Flattened arrays, if supported, must be created with a component type which is a Q-type. They will differ from arrays of corresponding L-types just as Integer[].class differs from int[].class. Likewise, the super-type of a value-bearing array will (like a int[]) be Object only, and not a different array type. Such arrays will not convert any other array type, and must be manipulated by explicitly obtained method handles.

Value bytecodes

The following new bytecode instructions are added:

Values are stored in single locals, not groups of locals as with long and double (which consume pairs of locals).

The format of these instructions is TBD. Some of them must include an operand field which describes the type of value being manipulated. The field manipulation instructions require a CONSTANT_Fieldref. Certainly vbox, vunbox, and vdefault require an explicit type operand field.

The JVM may use Q-type resolution to acquire information about the Q-type’s size and alignment requirements, so as to properly “pack” it into the interpreter stack frame. Or the JVM may simply use boxed or buffered representations (the corresponding value-capable L-types, or some internal heap or stack type) and ignore sizing information.

It seems likely that we can omit the type operands for the data movement instructions. If we can observe that the JVM interpreter must use an internally uniform “carrier type” for all value types on the stack, we can simply require that this carrier type be self-describing, and then there is no need to reaffirm the exact value type in the data movement instructions.

In the minimal prototype, the receiver of an invokevirtual or invokeinterface instruction may not be a Q-type, even though the constant pool structure can express this (by referring to a Q-type as the class component of a CONSTANT_Methodref). Method handles and invokedynamic will always allow bytecode to invoke methods on Q-types, and this is sufficient for a start. Such a method handle may in fact internally box up the Q-type and run the corresponding L-type method, but this is a tactic that can be improved and optimized in Java support libraries, without pervasive cuts to the interpreter.

Verifier interactions

When setting up the entry state for a method, if a Q-type appears in the method’s argument descriptors, the verifier notes that the Q-type (not the L-type!) is present in the corresponding local at entry.

When returning from a method, if the method return type is a Q-type, the same Q-type must be present at the top of the stack.

When performing an invocation (in any mode), the stack must contain matching Q-types at the positions corresponding to any Q-types in the argument descriptors of the method reference. After the invocation, if the return type descriptor was a Q-type, the stack will be found to contain that Q-type at the top.

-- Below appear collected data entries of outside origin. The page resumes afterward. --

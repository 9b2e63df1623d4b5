use chrono::NaiveDate;
use rust_decimal::Decimal;
use serde::{Deserialize, Serialize};
use validator::ValidateEmail;

use crate::error::{Result, SaverlyError};
use crate::utils::{parse_amount, parse_date};

pub const PIN_LENGTH: usize = 4;

#[derive(Debug, Clone, Copy, PartialEq, Eq, Serialize, Deserialize)]
pub enum InvoiceStatus {
    Unpaid,
    Paid,
    Overdue,
}

impl InvoiceStatus {
    pub fn as_str(&self) -> &'static str {
        match self {
            InvoiceStatus::Unpaid => "Unpaid",
            InvoiceStatus::Paid => "Paid",
            InvoiceStatus::Overdue => "Overdue",
        }
    }

    pub fn parse(value: &str) -> Result<Self> {
        match value {
            "Unpaid" => Ok(InvoiceStatus::Unpaid),
            "Paid" => Ok(InvoiceStatus::Paid),
            "Overdue" => Ok(InvoiceStatus::Overdue),
            other => Err(SaverlyError::Parse(format!("invoice status `{}`", other))),
        }
    }
}

#[derive(Debug, Clone, Serialize, Deserialize)]
pub struct InvoiceLineItem {
    pub id: String,
    pub name: String,
    pub quantity: u32,
    pub unit_price: Decimal,
    /// quantity * unit_price, recomputed on every write.
    pub line_total: Decimal,
}

#[derive(Debug, Clone, Serialize, Deserialize)]
pub struct Invoice {
    pub id: String,
    pub invoice_number: String,
    pub client_name: String,
    pub client_email: String,
    pub issue_date: NaiveDate,
    pub due_date: NaiveDate,
    pub items: Vec<InvoiceLineItem>,
    pub tax_rate_percent: Decimal,
    pub sub_total: Decimal,
    pub tax_amount: Decimal,
    pub grand_total: Decimal,
    pub status: InvoiceStatus,
    pub created_at: String,
    pub updated_at: String,
}

#[derive(Debug, Clone, Copy, PartialEq, Eq, Serialize, Deserialize)]
pub struct InvoiceTotals {
    pub sub_total: Decimal,
    pub tax_amount: Decimal,
    pub grand_total: Decimal,
}

#[derive(Debug, Clone, Serialize, Deserialize)]
pub struct NewLineItem {
    pub name: String,
    pub quantity: u32,
    pub unit_price: Decimal,
}

#[derive(Debug, Clone, Serialize, Deserialize)]
pub struct NewInvoice {
    pub client_name: String,
    pub client_email: String,
    pub issue_date: NaiveDate,
    pub due_date: NaiveDate,
    pub items: Vec<NewLineItem>,
    pub tax_rate_percent: Decimal,
    pub status: InvoiceStatus,
}

impl NewInvoice {
    pub fn validate(&self) -> Result<()> {
        if self.client_name.trim().is_empty() {
            return Err(SaverlyError::validation("client_name", "must not be empty"));
        }
        if !self.client_email.validate_email() {
            return Err(SaverlyError::validation("client_email", "invalid email address"));
        }
        if self.due_date < self.issue_date {
            return Err(SaverlyError::validation(
                "due_date",
                "must be on or after the issue date",
            ));
        }
        Ok(())
    }
}

#[derive(Debug, Clone, Copy, PartialEq, Eq, Serialize, Deserialize)]
pub enum TransactionKind {
    Income,
    Expense,
}

impl TransactionKind {
    pub fn as_str(&self) -> &'static str {
        match self {
            TransactionKind::Income => "income",
            TransactionKind::Expense => "expense",
        }
    }

    pub fn parse(value: &str) -> Result<Self> {
        match value {
            "income" => Ok(TransactionKind::Income),
            "expense" => Ok(TransactionKind::Expense),
            other => Err(SaverlyError::Parse(format!("transaction kind `{}`", other))),
        }
    }
}

#[derive(Debug, Clone, Serialize, Deserialize)]
pub struct Transaction {
    pub id: String,
    pub kind: TransactionKind,
    pub title: String,
    pub amount: Decimal,
    pub category: String,
    pub date: NaiveDate,
    pub note: Option<String>,
    pub created_at: String,
}

#[derive(Debug, Clone, Serialize, Deserialize)]
pub struct NewTransaction {
    pub kind: TransactionKind,
    pub title: String,
    pub amount: Decimal,
    pub category: String,
    pub date: NaiveDate,
    pub note: Option<String>,
}

impl NewTransaction {
    /// Builds a payload from raw form input, coercing the amount and date
    /// strings (comma decimals and the common local date formats).
    pub fn from_form(
        kind: &str,
        title: &str,
        amount: &str,
        category: &str,
        date: &str,
        note: Option<String>,
    ) -> Result<Self> {
        Ok(NewTransaction {
            kind: TransactionKind::parse(kind)?,
            title: title.to_string(),
            amount: parse_amount(amount)?,
            category: category.to_string(),
            date: parse_date(date)?,
            note,
        })
    }

    pub fn validate(&self) -> Result<()> {
        if self.title.trim().is_empty() {
            return Err(SaverlyError::validation("title", "must not be empty"));
        }
        if self.amount <= Decimal::ZERO {
            return Err(SaverlyError::validation("amount", "must be positive"));
        }
        if self.category.trim().is_empty() {
            return Err(SaverlyError::validation("category", "must not be empty"));
        }
        Ok(())
    }
}

#[derive(Debug, Clone, Serialize, Deserialize)]
pub struct Reminder {
    pub id: String,
    pub title: String,
    pub date: NaiveDate,
    pub note: Option<String>,
    pub created_at: String,
}

#[derive(Debug, Clone, Serialize, Deserialize)]
pub struct NewReminder {
    pub title: String,
    pub date: NaiveDate,
    pub note: Option<String>,
}

impl NewReminder {
    pub fn validate(&self) -> Result<()> {
        if self.title.trim().is_empty() {
            return Err(SaverlyError::validation("title", "must not be empty"));
        }
        Ok(())
    }
}

#[derive(Debug, Clone, Serialize, Deserialize)]
pub struct Note {
    pub id: String,
    pub title: String,
    pub content: String,
    pub created_at: String,
    pub updated_at: String,
}

#[derive(Debug, Clone, Serialize, Deserialize)]
pub struct NewNote {
    pub title: String,
    pub content: String,
}

impl NewNote {
    pub fn validate(&self) -> Result<()> {
        if self.title.trim().is_empty() {
            return Err(SaverlyError::validation("title", "must not be empty"));
        }
        if self.content.trim().is_empty() {
            return Err(SaverlyError::validation("content", "must not be empty"));
        }
        Ok(())
    }
}

#[derive(Debug, Clone, Serialize, Deserialize)]
pub struct Settings {
    pub currency: String,
    pub language: String,
    pub reminder_notifications: bool,
    pub summary_notifications: bool,
}

impl Default for Settings {
    fn default() -> Self {
        Settings {
            currency: "bdt".to_string(),
            language: "bn".to_string(),
            reminder_notifications: false,
            summary_notifications: false,
        }
    }
}

#[derive(Debug, Clone, Serialize, Deserialize)]
pub struct MonthlySummary {
    pub month: String,
    pub total_income: Decimal,
    pub total_expenses: Decimal,
    pub balance: Decimal,
}

#[derive(Debug, Clone, Serialize, Deserialize)]
pub struct CategoryTotal {
    pub category: String,
    pub total: Decimal,
}

#[derive(Debug, Clone, Serialize, Deserialize)]
pub struct DashboardStats {
    pub total_income: Decimal,
    pub total_expenses: Decimal,
    pub balance: Decimal,
    pub expenses_by_category: Vec<CategoryTotal>,
    pub recent_transactions: Vec<Transaction>,
    pub monthly_series: Vec<MonthlySummary>,
}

As with the primitive types int and float, a Q-type will not convert to any other verification type than itself, or the verification super-types oneWord or top. This affects matching of values at method calls, and also at control flow merge points. Q-types do not convert to L-types, not even their boxes or the supertypes (Object, interfaces) of their L-types.

Besides vload, vstore, vreturn, and the invoke family, the only bytecodes guaranteed to produce or consume Q-type operands are pop, pop2,swap, and thedup` family. More bytecodes may be added over time. The verifier enforces proper handling of Q-types.

The vaload and vastore instructions work just like the pre-existing array instructions. Given a uniform carrier type, there is no need for them to reaffirm the Q-type they operate on. That type can always be extracted from the array itself.

The vgetfield instruction has access control similar to the existing getfield instruction. If a field is public in some value type, any class can read that field from a value of that type.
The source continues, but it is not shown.